Implementation mechanisms could include a United Nations or regional peacekeeping operation. They can also entail monitoring committees, chaired by the United Nations or a neutral third party, which includes parties to the conflict and other relevant actors required to help build the peace.

The second type of organizational/institutional component is designed to resolve subsequent/future conflicts over substantive issues, such as the abuse of state power in relation to human rights and the promotion of transparency and accountability in governance. These mechanisms, often referred to in the United Nations as “peacebuilding mechanisms” help promote the culture of peaceful conflict resolution in a society and public confidence in the state’s capacity to resolve future grievances systematically and impartially.

Peacebuilding mechanisms are designed to provide:

    • A neutral monitoring capacity to ensure peace agreement commitments are honored,
    • A steering capacity which sets priorities and keeps the peace implementation on track,
    • A political forum which allows parties to resolve implementation disagreements through political negotiations.
    • A neutral structure and capacity within the state to resolve future conflicts and complaints.
    • A means for the peaceful resolution of public grievances before they become a source of conflict in a society.
    • A means for preventing future conflicts.

Peacebuilding mechanisms could include the setting up of a new office of ombudsperson, a commission on human tights and the strengthening of the judiciary with international advisory and/or monitoring capacity.

Plan for the Following Sections

This building block has laid out the basic ideas for understanding the nature of peace agreements. Much remains to be said. Other building blocks in this group add further information. The section immediately following this one covers the substantive provisions of peace agreements, specifically dealing with types of agreements that can ameliorate intractable conflicts.

In any protracted violent conflict, transgressions against justice are inevitable. Peace agreements must be structured to acknowledge these transgressions and in most cases to bring justice to the injured parties. The section on Addressing Injustice, by Michelle Maiese, lays out a framework for categorizing injustice and, subsequently, strategies for addressing injustice in the structure of peace agreements.

Sometimes, peace agreements cannot be negotiated until the involved parties can agree on some form of security guarantees. Jill Freeman addresses the value of security guarantees as an effective strategy for peacebuilding.
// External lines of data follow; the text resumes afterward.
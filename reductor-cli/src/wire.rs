//! Persisted layout of a compressed sequence.
//!
//! A sequence is stored as a fixed size big-endian header followed by the
//! packed delta fields:
//!
//! ```text
//! +-------------+-------+-----------+------+-------------+
//! | first_entry | count | bit_width | mode | packed_data |
//! | 4 or 8      | 4     | 1         | 1    | rest        |
//! +-------------+-------+-----------+------+-------------+
//! ```
//!
//! The layout does not record the element width, so the reader has to be
//! told which one to expect.

use std::io::Write;

use byteorder::{BigEndian, ReadBytesExt, WriteBytesExt};
use reductor::codec::{BIT_WIDTH_SIZE, COUNT_SIZE, MODE_SIZE};
use reductor::{CompressedSequence, Element, Mode};

use crate::error::Error;

/// Size of the header preceding the packed data for elements of type `T`.
pub fn header_len<T: Element>() -> usize {
    T::BYTES + COUNT_SIZE + BIT_WIDTH_SIZE + MODE_SIZE
}

/// Writes `sequence` in the persisted layout.
pub fn write_sequence<T, W>(writer: &mut W, sequence: &CompressedSequence<T>) -> Result<(), Error>
where
    T: Element,
    W: Write,
{
    writer.write_uint::<BigEndian>(sequence.first_entry().to_u64(), T::BYTES)?;
    writer.write_u32::<BigEndian>(sequence.count())?;
    writer.write_u8(sequence.bit_width())?;
    writer.write_u8(sequence.mode().as_u8())?;
    writer.write_all(sequence.packed_data())?;
    Ok(())
}

/// Serializes `sequence` into a new buffer.
pub fn to_bytes<T: Element>(sequence: &CompressedSequence<T>) -> Result<Vec<u8>, Error> {
    let mut bytes = Vec::with_capacity(header_len::<T>() + sequence.packed_data().len());
    write_sequence(&mut bytes, sequence)?;
    Ok(bytes)
}

/// Reads a sequence of `T` from its persisted layout. Everything after the
/// header is taken as the packed data, and the parts are validated before a
/// value is returned.
pub fn from_bytes<T: Element>(bytes: &[u8]) -> Result<CompressedSequence<T>, Error> {
    let expected = header_len::<T>();
    if bytes.len() < expected {
        return Err(Error::Truncated { expected, actual: bytes.len() });
    }

    let mut cursor = bytes;
    let first_entry = cursor.read_uint::<BigEndian>(T::BYTES)?;
    let count = cursor.read_u32::<BigEndian>()?;
    let bit_width = cursor.read_u8()?;
    let mode = Mode::try_from(cursor.read_u8()?)?;

    let sequence = CompressedSequence::from_parts(
        T::from_u64_wrapping(first_entry),
        count,
        bit_width,
        mode,
        cursor.to_vec(),
    )?;

    tracing::trace!(%sequence, "read persisted sequence");
    Ok(sequence)
}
In many cases, when political or economic resources are scarce, political entrepreneurs will activate latent cultural or religious identities to build power bases capable of acquiring and controlling those resources. Unfortunately, those cultural roots are often used to perpetrate horrific crimes during the course of a war; crimes that only help entrench and perpetuate these identities. Whether or not these identities are real or perceived, there is a high value placed on them during intense and protracted conflicts. Thus, one of the most difficult tasks in structuring peace agreements is allowing for reconciliation in order to build trust and restore “normal” relationships between the warring factions.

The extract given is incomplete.